BinHex is an encoding system used in converting binary data to text, used by the Macintosh OS to send binary files through email. Conversion of binary data into ASCII characters is done to easily transfer the files from one platform to another, as almost all the computers can handle ASCII text files. BinHex was originally the idea of Tim Mann. BinHex 4.0 Encoded File. Did your computer fail to open a hqx file? We explain what hqx files are and recommend software that we know can open or convert your hqx files. Did you enjoy using our free file extension finder service? Please help us continue to make this service free by leaving us a good review at TrustPilot.

  • FUNCTIONS
  • OO INTERFACE
  • SUBMODULES
  • UNDER THE HOOD

Convert::BinHex - extract data from Macintosh BinHex files

ALPHA WARNING: this code is currently in its Alpha release. Things may change drastically until the interface is hammered out: if you have suggestions or objections, please speak up now!

Simple functions:

Hex to bin, low-level interface. Conversion is actually done via an object ('Convert::BinHex::Hex2Bin') which keeps internal conversion state:

Hex to bin, OO interface. The following operations must be done in the order shown!

Bin to hex, low-level interface. Conversion is actually done via an object ('Convert::BinHex::Bin2Hex') which keeps internal conversion state:

Bin to hex, file interface. Yes, you can convert to BinHex as well as from it!

PLANNED!!!! Bin to hex, 'CAP' interface.Thanks to Ken Lunde for suggesting this.

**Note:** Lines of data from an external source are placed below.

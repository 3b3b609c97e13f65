use std::path::{Path, PathBuf};

use ahash::AHashMap;
use chrono::{DateTime, Utc};
use serde::{Deserialize, Serialize};

use crate::utils::path::resolve_for_containment;

/// Final word on a video's health for one session.
#[derive(Debug, Clone, Copy, PartialEq, Eq, Serialize, Deserialize)]
pub enum ValidationDecision {
    Pass,
    FailCorrupt,
    FailLowQuality,
    FailDuplicate,
    FailSample,
    Unknown,
}

impl ValidationDecision {
    /// Low quality is retain-but-flag; only Pass and FailLowQuality files
    /// survive to the destination.
    pub fn is_retainable(self) -> bool {
        matches!(
            self,
            ValidationDecision::Pass | ValidationDecision::FailLowQuality
        )
    }
}

/// Ground-truth label for a recorded decision, fed back into threshold
/// adaptation.
#[derive(Debug, Clone, Copy, PartialEq, Eq, Serialize, Deserialize)]
pub enum OutcomeLabel {
    TruePositive,
    TrueNegative,
    FalsePositive,
    FalseNegative,
    UserOverride,
}

#[derive(Debug, Clone, Copy, PartialEq, Eq, Serialize, Deserialize)]
pub enum DiskTier {
    Unknown,
    Hdd,
    Ssd,
    Nvme,
}

#[derive(Debug, Clone, Copy, PartialEq, Eq)]
pub enum OperationKind {
    Write,
    Delete,
    Move,
    Overwrite,
}

/// A proposed file operation. Constructed immediately before an invariant
/// check; never reused across checks.
#[derive(Debug, Clone)]
pub struct FileOperation {
    pub kind: OperationKind,
    pub target: PathBuf,
    pub destination: Option<PathBuf>,
    pub timestamp: DateTime<Utc>,
}

impl FileOperation {
    pub fn delete(target: impl Into<PathBuf>) -> Self {
        Self {
            kind: OperationKind::Delete,
            target: target.into(),
            destination: None,
            timestamp: Utc::now(),
        }
    }

    pub fn move_to(target: impl Into<PathBuf>, destination: impl Into<PathBuf>) -> Self {
        Self {
            kind: OperationKind::Move,
            target: target.into(),
            destination: Some(destination.into()),
            timestamp: Utc::now(),
        }
    }

    pub fn write(target: impl Into<PathBuf>) -> Self {
        Self {
            kind: OperationKind::Write,
            target: target.into(),
            destination: None,
            timestamp: Utc::now(),
        }
    }
}

#[derive(Debug, Clone)]
pub struct ValidationResult {
    pub path: PathBuf,
    pub decision: ValidationDecision,
    pub timestamp: DateTime<Utc>,
    pub duration_secs: Option<f64>,
    pub bitrate_kbps: Option<u64>,
    pub width: Option<u32>,
    pub height: Option<u32>,
    pub note: String,
}

impl ValidationResult {
    pub fn new(
        path: impl Into<PathBuf>,
        decision: ValidationDecision,
        note: impl Into<String>,
    ) -> Self {
        Self {
            path: path.into(),
            decision,
            timestamp: Utc::now(),
            duration_secs: None,
            bitrate_kbps: None,
            width: None,
            height: None,
            note: note.into(),
        }
    }
}

/// Session-scoped map from resolved path to the last validation result.
/// Owned by the driver and passed by reference into the components that
/// need it; dies with the run.
#[derive(Debug, Default)]
pub struct ValidationCache {
    entries: AHashMap<PathBuf, ValidationResult>,
}

impl ValidationCache {
    pub fn new() -> Self {
        Self::default()
    }

    pub fn record(&mut self, result: ValidationResult) {
        let key = resolve_for_containment(&result.path);
        self.entries.insert(key, result);
    }

    pub fn get(&self, path: &Path) -> Option<&ValidationResult> {
        self.entries.get(&resolve_for_containment(path))
    }

    pub fn decision_for(&self, path: &Path) -> Option<ValidationDecision> {
        self.get(path).map(|r| r.decision)
    }

    pub fn len(&self) -> usize {
        self.entries.len()
    }

    pub fn is_empty(&self) -> bool {
        self.entries.is_empty()
    }

    pub fn results(&self) -> impl Iterator<Item = &ValidationResult> {
        self.entries.values()
    }
}

/// Append-only record of one decision and what it turned out to be worth.
#[derive(Debug, Clone, Serialize, Deserialize)]
pub struct OperationOutcome {
    pub timestamp: DateTime<Utc>,
    pub operation: String,
    pub path: PathBuf,
    pub size_bytes: u64,
    pub duration_ms: u64,
    pub decision: ValidationDecision,
    pub outcome: OutcomeLabel,
    pub note: String,
}

#[derive(Debug, Clone, PartialEq, Eq)]
pub struct DuplicateRecord {
    pub candidate: PathBuf,
    pub keeper: PathBuf,
    pub reason: String,
}

/// Folder lifecycle states; legal transitions live in the safety engine's
/// adjacency table (I7).
#[derive(Debug, Clone, Copy, PartialEq, Eq, Hash)]
pub enum FolderState {
    Scanned,
    Repairing,
    Extracting,
    Validating,
    Moving,
    Cleaning,
    Done,
    Failed,
}

#[derive(Debug, Clone, Copy, PartialEq, Eq)]
pub enum ContentKind {
    Music,
    Images,
    Documents,
}

#[derive(Debug, Clone)]
pub struct VideoFolder {
    pub path: PathBuf,
    pub video_count: usize,
    pub archive_part_count: usize,
    pub repair_part_count: usize,
}

#[derive(Debug, Clone)]
pub struct ContentFolder {
    pub path: PathBuf,
    pub kind: ContentKind,
    pub file_count: usize,
}

/// Pre-computed classification of the source tree. Built once per run,
/// read-only during execution.
#[derive(Debug, Default, Clone)]
pub struct WorkPlan {
    pub video_folders: Vec<VideoFolder>,
    pub content_folders: Vec<ContentFolder>,
    pub junk_folders: Vec<PathBuf>,
    pub loose_videos: Vec<PathBuf>,
}

impl WorkPlan {
    pub fn total_folders(&self) -> usize {
        self.video_folders.len() + self.content_folders.len() + self.junk_folders.len()
    }
}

BinHex is a format used by Macintosh for transporting Mac files safely through electronic mail, as short-lined, 7-bit, semi-compressed data streams. Ths module provides a means of converting those data streams back into into binary data.

(Some text taken from RFC-1741.) Files on the Macintosh consist of two parts, called forks:

Data fork

The actual data included in the file. The Data fork is typically the only meaningful part of a Macintosh file on a non-Macintosh computer system. For example, if a Macintosh user wants to send a file of data to a user on an IBM-PC, she would only send the Data fork.

Resource fork

Contains a collection of arbitrary attribute/value pairs, including program segments, icon bitmaps, and parametric values.

Additional information regarding Macintosh files is stored by the Finder in a hidden file, called the 'Desktop Database'.

Because of the complications in storing different parts of a Macintosh file in a non-Macintosh filesystem that only handles consecutive data in one part, it is common to convert the Macintosh file into some other format before transferring it over the network. The BinHex format squashes that data into transmittable ASCII as follows:

  1. The file is output as a byte stream consisting of some basic header information (filename, type, creator), then the data fork, then the resource fork.

  2. The byte stream is compressed by looking for series of duplicated bytes and representing them using a special binary escape sequence (of course, any occurences of the escape character must also be escaped).

  3. The compressed stream is encoded via the '6/8 hemiola' common to base64 and uuencode: each group of three 8-bit bytes (24 bits) is chopped into four 6-bit numbers, which are used as indexes into an ASCII 'alphabet'. (I assume that leftover bytes are zero-padded; documentation is thin).

CRC computation

macbinary_crc DATA, SEED

Compute the MacBinary-II-style CRC for the given DATA, with the CRC seeded to SEED. Normally, you start with a SEED of 0, and you pump in the previous CRC as the SEED if you're handling a lot of data one chunk at a time. That is:

Note: Extracted from the mcvert utility (Doug Moore, April '87), using a 'magic array' algorithm by Jim Van Verth for efficiency. Converted to Perl5 by Eryq. Untested.

binhex_crc DATA, SEED

Compute the HQX-style CRC for the given DATA, with the CRC seeded to SEED. Normally, you start with a SEED of 0, and you pump in the previous CRC as the SEED if you're handling a lot of data one chunk at a time. That is:

Note: Extracted from the mcvert utility (Doug Moore, April '87), using a 'magic array' algorithm by Jim Van Verth for efficiency. Converted to Perl5 by Eryq.

Conversion

bin2hex

Class method, constructor. Return a converter object. Just creates a new instance of 'Convert::BinHex::Bin2Hex'; see that class for details.

hex2bin

Class method, constructor. Return a converter object. Just creates a new instance of 'Convert::BinHex::Hex2Bin'; see that class for details.

Construction

new PARAMHASH

Class method, constructor. Return a handle on a BinHex'able entity. In general, the data and resource forks for such an entity are stored in native format (binary) format.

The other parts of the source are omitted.